> **Your objective**
Write out, word for word, every line in the data below from the one containing "its declared format." to the one containing "prefix must be", both of them included.

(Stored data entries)
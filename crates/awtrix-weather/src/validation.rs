//! Shared input validation for the generator prompts and config loading.

use crate::message::Rgb;

/// A field failed its declared format.
#[derive(Debug, Clone, PartialEq, Eq, thiserror::Error)]
pub enum ValidationError {
    #[error("Port must be a number between 1 and 65535, got '{0}'")]
    Port(String),
    #[error("Please enter color as R,G,B (e.g., 255,0,0), got '{0}'")]
    ColorFormat(String),
    #[error("Color components must be between 0 and 255, got '{0}'")]
    ColorRange(String),
    #[error("Icon ID must be a number or empty, got '{0}'")]
    Icon(String),
    #[error("Duration must be a positive number of seconds, got '{0}'")]
    Duration(String),
    #[error("Please enter a text")]
    EmptyText,
    #[error("Broker host must not be empty")]
    EmptyHost,
    #[error("Topic prefix must be non-empty and must not contain '+' or '#', got '{0}'")]
    TopicPrefix(String),
    #[error("Topic '{0}' is used by more than one message")]
    DuplicateTopic(String),
    #[error("Weather URL must be an http:// or https:// URL, got '{0}'")]
    WeatherUrl(String),
    #[error("{field} must be greater than zero")]
    ZeroSeconds { field: &'static str },
    #[error("backoff_secs ({backoff}) must not be shorter than interval_secs ({interval})")]
    BackoffTooShort { backoff: u64, interval: u64 },
    #[error("keepalive_secs must be at most {max}, got {0}", max = u16::MAX)]
    KeepAlive(u64),
}

fn is_digits(s: &str) -> bool {
    !s.is_empty() && s.bytes().all(|b| b.is_ascii_digit())
}

/// Parse a broker port: digits only, 1-65535.
pub fn parse_port(input: &str) -> Result<u16, ValidationError> {
    let input = input.trim();
    if !is_digits(input) {
        return Err(ValidationError::Port(input.to_string()));
    }
    match input.parse::<u16>() {
        Ok(port) if port > 0 => Ok(port),
        _ => Err(ValidationError::Port(input.to_string())),
    }
}

/// Parse an `R,G,B` triple. Each component is 1-3 digits and at most 255.
pub fn parse_color(input: &str) -> Result<Rgb, ValidationError> {
    let input = input.trim();
    let parts: Vec<&str> = input.split(',').collect();
    if parts.len() != 3 || !parts.iter().all(|p| p.len() <= 3 && is_digits(p)) {
        return Err(ValidationError::ColorFormat(input.to_string()));
    }

    let mut rgb = [0u8; 3];
    for (slot, part) in rgb.iter_mut().zip(&parts) {
        // At most three digits, so this cannot overflow u16.
        let value: u16 = part
            .parse()
            .map_err(|_| ValidationError::ColorFormat(input.to_string()))?;
        *slot = u8::try_from(value).map_err(|_| ValidationError::ColorRange(input.to_string()))?;
    }
    Ok(Rgb(rgb))
}

/// Parse an optional icon id. Empty input means "no icon".
pub fn parse_icon(input: &str) -> Result<Option<String>, ValidationError> {
    let input = input.trim();
    if input.is_empty() {
        return Ok(None);
    }
    validate_icon(input)?;
    Ok(Some(input.to_string()))
}

/// An icon id, when present, is all ASCII digits.
pub fn validate_icon(icon: &str) -> Result<(), ValidationError> {
    if is_digits(icon) {
        Ok(())
    } else {
        Err(ValidationError::Icon(icon.to_string()))
    }
}

/// Parse a display duration in whole seconds, greater than zero.
pub fn parse_duration(input: &str) -> Result<u32, ValidationError> {
    let input = input.trim();
    if !is_digits(input) {
        return Err(ValidationError::Duration(input.to_string()));
    }
    match input.parse::<u32>() {
        Ok(secs) if secs > 0 => Ok(secs),
        _ => Err(ValidationError::Duration(input.to_string())),
    }
}

/// Validate a topic prefix: non-empty, no MQTT wildcards.
pub fn validate_topic_prefix(prefix: &str) -> Result<(), ValidationError> {
    if prefix.trim_matches('/').is_empty() || prefix.contains(['+', '#']) {
        return Err(ValidationError::TopicPrefix(prefix.to_string()));
    }
    Ok(())
}

/// Validate the weather endpoint: must parse as an http(s) URL.
pub fn validate_weather_url(url: &str) -> Result<(), ValidationError> {
    match reqwest::Url::parse(url) {
        Ok(parsed) if matches!(parsed.scheme(), "http" | "https") => Ok(()),
        _ => Err(ValidationError::WeatherUrl(url.to_string())),
    }
}

#[cfg(test)]
mod tests {
    use super::*;

    #[test]
    fn test_parse_port_valid() {
        assert_eq!(parse_port("1883"), Ok(1883));
        assert_eq!(parse_port("1"), Ok(1));
        assert_eq!(parse_port("65535"), Ok(65535));
        assert_eq!(parse_port(" 1884 "), Ok(1884));
    }

    #[test]
    fn test_parse_port_invalid() {
        assert!(parse_port("").is_err());
        assert!(parse_port("0").is_err());
        assert!(parse_port("65536").is_err());
        assert!(parse_port("-1").is_err());
        assert!(parse_port("18a3").is_err());
    }

    #[test]
    fn test_parse_color_accepts_boundaries() {
        assert_eq!(parse_color("0,0,0"), Ok(Rgb([0, 0, 0])));
        assert_eq!(parse_color("255,255,255"), Ok(Rgb([255, 255, 255])));
        assert_eq!(parse_color("255,0,128"), Ok(Rgb([255, 0, 128])));
    }

    #[test]
    fn test_parse_color_rejects_out_of_range() {
        assert_eq!(
            parse_color("256,0,0"),
            Err(ValidationError::ColorRange("256,0,0".to_string()))
        );
        assert!(matches!(
            parse_color("0,0,999"),
            Err(ValidationError::ColorRange(_))
        ));
    }

    #[test]
    fn test_parse_color_rejects_bad_shape() {
        for input in [
            "", "255,0", "255,0,0,0", "a,b,c", "1000,0,0", "-1,0,0", "255;0;0", "255,,0",
        ] {
            assert!(
                matches!(parse_color(input), Err(ValidationError::ColorFormat(_))),
                "expected format error for {:?}",
                input
            );
        }
    }

    #[test]
    fn test_parse_icon() {
        assert_eq!(parse_icon(""), Ok(None));
        assert_eq!(parse_icon("   "), Ok(None));
        assert_eq!(parse_icon("16785"), Ok(Some("16785".to_string())));
        assert!(parse_icon("sun").is_err());
        assert!(parse_icon("12 3").is_err());
    }

    #[test]
    fn test_parse_duration() {
        assert_eq!(parse_duration("5"), Ok(5));
        assert!(parse_duration("0").is_err());
        assert!(parse_duration("").is_err());
        assert!(parse_duration("1.5").is_err());
        assert!(parse_duration("-3").is_err());
    }

    #[test]
    fn test_validate_topic_prefix() {
        assert!(validate_topic_prefix("awtrix/custom").is_ok());
        assert!(validate_topic_prefix("home/disp").is_ok());
        assert!(validate_topic_prefix("").is_err());
        assert!(validate_topic_prefix("/").is_err());
        assert!(validate_topic_prefix("awtrix/+").is_err());
        assert!(validate_topic_prefix("awtrix/#").is_err());
    }

    #[test]
    fn test_validate_weather_url() {
        assert!(validate_weather_url("https://wttr.in/50.0104,9.0294?format=j1").is_ok());
        assert!(validate_weather_url("http://127.0.0.1:8080/weather").is_ok());
        assert!(validate_weather_url("ftp://wttr.in/").is_err());
        assert!(validate_weather_url("wttr.in/Frankfurt").is_err());
    }
}
//! Shared helpers for awtrix-weather integration tests.

#![allow(dead_code)]

use awtrix_weather::{DisplayMessage, PublishError, Publisher};
use axum::http::{header, StatusCode};
use axum::routing::get;
use axum::Router;
use std::sync::Mutex;

pub const SUNNY_21: &str = r#"{
    "current_condition": [
        {
            "FeelsLikeC": "21",
            "humidity": "40",
            "temp_C": "21",
            "temp_F": "70",
            "weatherCode": "113",
            "weatherDesc": [{"value": "Sunny"}]
        }
    ],
    "nearest_area": [],
    "weather": []
}"#;

/// Serve `router` on an ephemeral local port and return its base URL.
pub async fn spawn_server(router: Router) -> String {
    let listener = tokio::net::TcpListener::bind("127.0.0.1:0").await.unwrap();
    let addr = listener.local_addr().unwrap();
    tokio::spawn(async move {
        axum::serve(listener, router).await.unwrap();
    });
    format!("http://{}", addr)
}

/// A fake wttr.in with a few canned endpoints.
pub fn weather_api() -> Router {
    Router::new()
        .route(
            "/sunny",
            get(|| async { ([(header::CONTENT_TYPE, "application/json")], SUNNY_21) }),
        )
        .route(
            "/numeric",
            get(|| async {
                (
                    [(header::CONTENT_TYPE, "application/json")],
                    r#"{"current_condition":[{"temp_C":-7.9,"weatherDesc":[{"value":"Heavy Rain Shower"}]}]}"#,
                )
            }),
        )
        .route(
            "/unavailable",
            get(|| async { (StatusCode::SERVICE_UNAVAILABLE, "Unknown location") }),
        )
        .route(
            "/html",
            get(|| async { "<html>Follow @igor_chubin for wttr.in updates</html>" }),
        )
        .route(
            "/missing-desc",
            get(|| async { r#"{"current_condition":[{"temp_C":"12"}]}"# }),
        )
}

/// Records every publish as `(topic, payload)`.
#[derive(Default)]
pub struct RecordingPublisher {
    pub sent: Mutex<Vec<(String, String)>>,
}

impl RecordingPublisher {
    pub fn sent(&self) -> Vec<(String, String)> {
        self.sent.lock().unwrap().clone()
    }
}

impl Publisher for RecordingPublisher {
    async fn publish(&self, topic: &str, message: &DisplayMessage) -> Result<(), PublishError> {
        let payload = String::from_utf8(message.to_payload()?).unwrap();
        self.sent.lock().unwrap().push((topic.to_string(), payload));
        Ok(())
    }
}
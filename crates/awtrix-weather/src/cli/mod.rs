//! CLI module for awtrix-weather commands

pub mod generate;
pub mod run;

pub use generate::GenerateCommand;
pub use run::{RunCommand, RunError};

> **Result**
/// A field failed its declared format.
#[derive(Debug, Clone, PartialEq, Eq, thiserror::Error)]
pub enum ValidationError {
    #[error("Port must be a number between 1 and 65535, got '{0}'")]
    Port(String),
    #[error("Please enter color as R,G,B (e.g., 255,0,0), got '{0}'")]
    ColorFormat(String),
    #[error("Color components must be between 0 and 255, got '{0}'")]
    ColorRange(String),
    #[error("Icon ID must be a number or empty, got '{0}'")]
    Icon(String),
    #[error("Duration must be a positive number of seconds, got '{0}'")]
    Duration(String),
    #[error("Please enter a text")]
    EmptyText,
    #[error("Broker host must not be empty")]
    EmptyHost,
    #[error("Topic prefix must be non-empty and must not contain '+' or '#', got '{0}'")]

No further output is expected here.